In his later life, Hughes dedicated much energy to environmental issues — fighting the pollution of English rivers by detergents, and pointing to “a 40 percent reduction in the sperm count of all human males” over the two decades prior to 1987, probably the result of the international trade in pesticides (“let what can’t be sold to your brother and sister be released on the 3rd world”).
There’s one small blunder. A line of Hopkins, “I wake and feel the fell of dark, not day”, is quoted as “I wake and feel the fell of darkness, not day”, an error not present in the article available online that Bate is quoting. This can only be a typo on Bate’s part. It’s something that mars the scansion of a particularly tightly-controlled sonnet, and is a surprise coming from an Oxford professor of literature.

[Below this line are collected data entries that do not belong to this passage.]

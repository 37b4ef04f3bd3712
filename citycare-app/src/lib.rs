pub mod application;
pub mod domain;

#[cfg(feature = "ssr")]
pub mod infrastructure;

#[cfg(feature = "ssr")]
mod app_context;

#[cfg(feature = "ssr")]
mod config;

#[cfg(feature = "ssr")]
pub use app_context::AppContext;

#[cfg(feature = "ssr")]
pub use config::AppConfig;
use crate::domain::{Issue, IssueId, IssueStatus};
use serde::{Deserialize, Serialize};

/// A status change waiting for the technician's confirmation.
#[derive(Debug, Clone, PartialEq, Eq, Serialize, Deserialize)]
pub struct StatusChange {
    pub issue_id: IssueId,
    pub title: String,
    pub from: IssueStatus,
    pub to: IssueStatus,
}

impl StatusChange {
    pub fn prompt(&self) -> String {
        format!("Change status of \"{}\" to {}?", self.title, self.to)
    }
}

/// Technician-driven status changes.
///
/// Any status may follow any other, `Resolved` included; the only gate is
/// the confirmation step between [`StatusWorkflow::request`] and
/// [`StatusWorkflow::confirm`].
#[derive(Debug, Clone, Default, PartialEq, Eq)]
pub struct StatusWorkflow {
    pending: Option<StatusChange>,
}

impl StatusWorkflow {
    /// Statuses offered for an issue currently in `_current`.
    pub fn transitions_from(_current: IssueStatus) -> [IssueStatus; 3] {
        IssueStatus::ALL
    }

    /// Starts a change, replacing any unconfirmed one.
    pub fn request(&mut self, issue: &Issue, to: IssueStatus) {
        self.pending = Some(StatusChange {
            issue_id: issue.id,
            title: issue.title.clone(),
            from: issue.status,
            to,
        });
    }

    pub fn pending(&self) -> Option<&StatusChange> {
        self.pending.as_ref()
    }

    pub fn is_pending_for(&self, issue_id: IssueId) -> bool {
        self.pending
            .as_ref()
            .is_some_and(|change| change.issue_id == issue_id)
    }

    /// Hands out the confirmed change; the caller sends it.
    pub fn confirm(&mut self) -> Option<StatusChange> {
        self.pending.take()
    }

    pub fn cancel(&mut self) {
        self.pending = None;
    }
}

#[cfg(test)]
mod tests {
    use super::*;

    fn issue(status: IssueStatus) -> Issue {
        let mut issue: Issue =
            serde_json::from_value(serde_json::json!({ "id": 11, "title": "Leaking main" })).unwrap();
        issue.status = status;
        issue
    }

    #[test]
    fn test_every_status_is_reachable_from_every_status() {
        for current in IssueStatus::ALL {
            assert_eq!(StatusWorkflow::transitions_from(current), IssueStatus::ALL);
        }
    }

    #[test]
    fn test_change_waits_for_confirmation() {
        let mut workflow = StatusWorkflow::default();
        workflow.request(&issue(IssueStatus::Pending), IssueStatus::InProgress);

        assert!(workflow.is_pending_for(11));
        assert_eq!(
            workflow.pending().map(StatusChange::prompt).as_deref(),
            Some("Change status of \"Leaking main\" to IN_PROGRESS?")
        );

        let change = workflow.confirm().unwrap();
        assert_eq!(change.from, IssueStatus::Pending);
        assert_eq!(change.to, IssueStatus::InProgress);
        assert!(workflow.pending().is_none());
    }

    #[test]
    fn test_cancel_sends_nothing() {
        let mut workflow = StatusWorkflow::default();
        workflow.request(&issue(IssueStatus::Pending), IssueStatus::Resolved);
        workflow.cancel();
        assert_eq!(workflow.confirm(), None);
    }

    #[test]
    fn test_current_status_is_offered_and_confirmable() {
        for current in IssueStatus::ALL {
            assert!(StatusWorkflow::transitions_from(current).contains(&current));

            let mut workflow = StatusWorkflow::default();
            workflow.request(&issue(current), current);
            let change = workflow.confirm().unwrap();
            assert_eq!(change.from, change.to);
        }
    }

    #[test]
    fn test_resolved_issue_can_be_reopened() {
        let mut workflow = StatusWorkflow::default();
        workflow.request(&issue(IssueStatus::Resolved), IssueStatus::Pending);
        let change = workflow.confirm().unwrap();
        assert_eq!(change.to, IssueStatus::Pending);
    }
}
impl IssueDraft {
    pub fn validate(&self) -> Result<NewIssue, ValidationError> {
        let title = bounded("Title", &self.title, MAX_TITLE_LENGTH)?;
        let description = bounded("Description", &self.description, MAX_DESCRIPTION_LENGTH)?;

        let category = IssueCategory::from(required("Category", &self.category)?);
        if let IssueCategory::Other(raw) = category {
            return Err(ValidationError::UnknownCategory(raw));
        }

        let latitude = coordinate("Latitude", &self.latitude, 90.0)?;
        let longitude = coordinate("Longitude", &self.longitude, 180.0)?;

        let image_urls = self
            .image_urls
            .lines()
            .map(str::trim)
            .filter(|line| !line.is_empty())
            .map(image_url)
            .collect::<Result<Vec<_>, _>>()?;

        Ok(NewIssue {
            title,
            description,
            issue_type: category.as_str().to_string(),
            address_name: optional(&self.address_name),
            street_address: optional(&self.street_address),
            locality: optional(&self.locality),
            city: optional(&self.city),
            state: optional(&self.state),
            pin_code: optional(&self.pin_code),
            mobile: optional(&self.mobile),
            latitude,
            longitude,
            image_urls,
        })
    }
}

/// Login form. `secret` is the password or the OTP depending on `use_otp`.
#[derive(Debug, Clone, PartialEq)]
pub struct LoginDraft {
    pub email: String,
    pub secret: String,
    pub use_otp: bool,
    pub role: Role,
}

Bate assesses the poetry volume by volume as it was published, making a case for such mid-career poems as Gaudete and the agricultural poems of Moortown, and seeing Hughes’s bizarre book Shakespeare and the Goddess of Complete Being as no longer seeming eccentric in its entirety.
So what is Hughes’s standing? In places Bate compares him — with his devotion to nature and his reliance on memory — to Wordsworth, but he knows this is going too far. Despite what the feminists claim, though, Hughes is superior to Plath, if only because she cut herself off in her prime. Larkin, his great contemporary, is out of fashion on account of his racist, if joking, letters to Kingsley Amis, but the two will probably draw level eventually, like Tennyson and Browning. Larkin, sardonic and clipped, was a master of meticulously-constructed rhyme schemes combined with a colloquial resonance, whereas Hughes was ferocious and passionate, and much more wide-ranging. Larkin has only one voice, Hughes has many.
What, then, should we read of Hughes? I would make a case for Season Songs (1976), especially the last poem The Warm and the Cold, and for the late books Birthday Letters and Tales from Ovid. Just to listen on YouTube to Hughes reading Acteon from the latter is an amazing experience. No doubt Hughes saw himself as Acteon, consumed by his own hounds at women’s behest, but this reworking of the old Roman poet is enough to open the door to much of his sensibility, and his evocative poetic voice.
“Sympathetic but unsparing” — these are Bate’s own words for an ideal biography, and as good a summary of this book as any.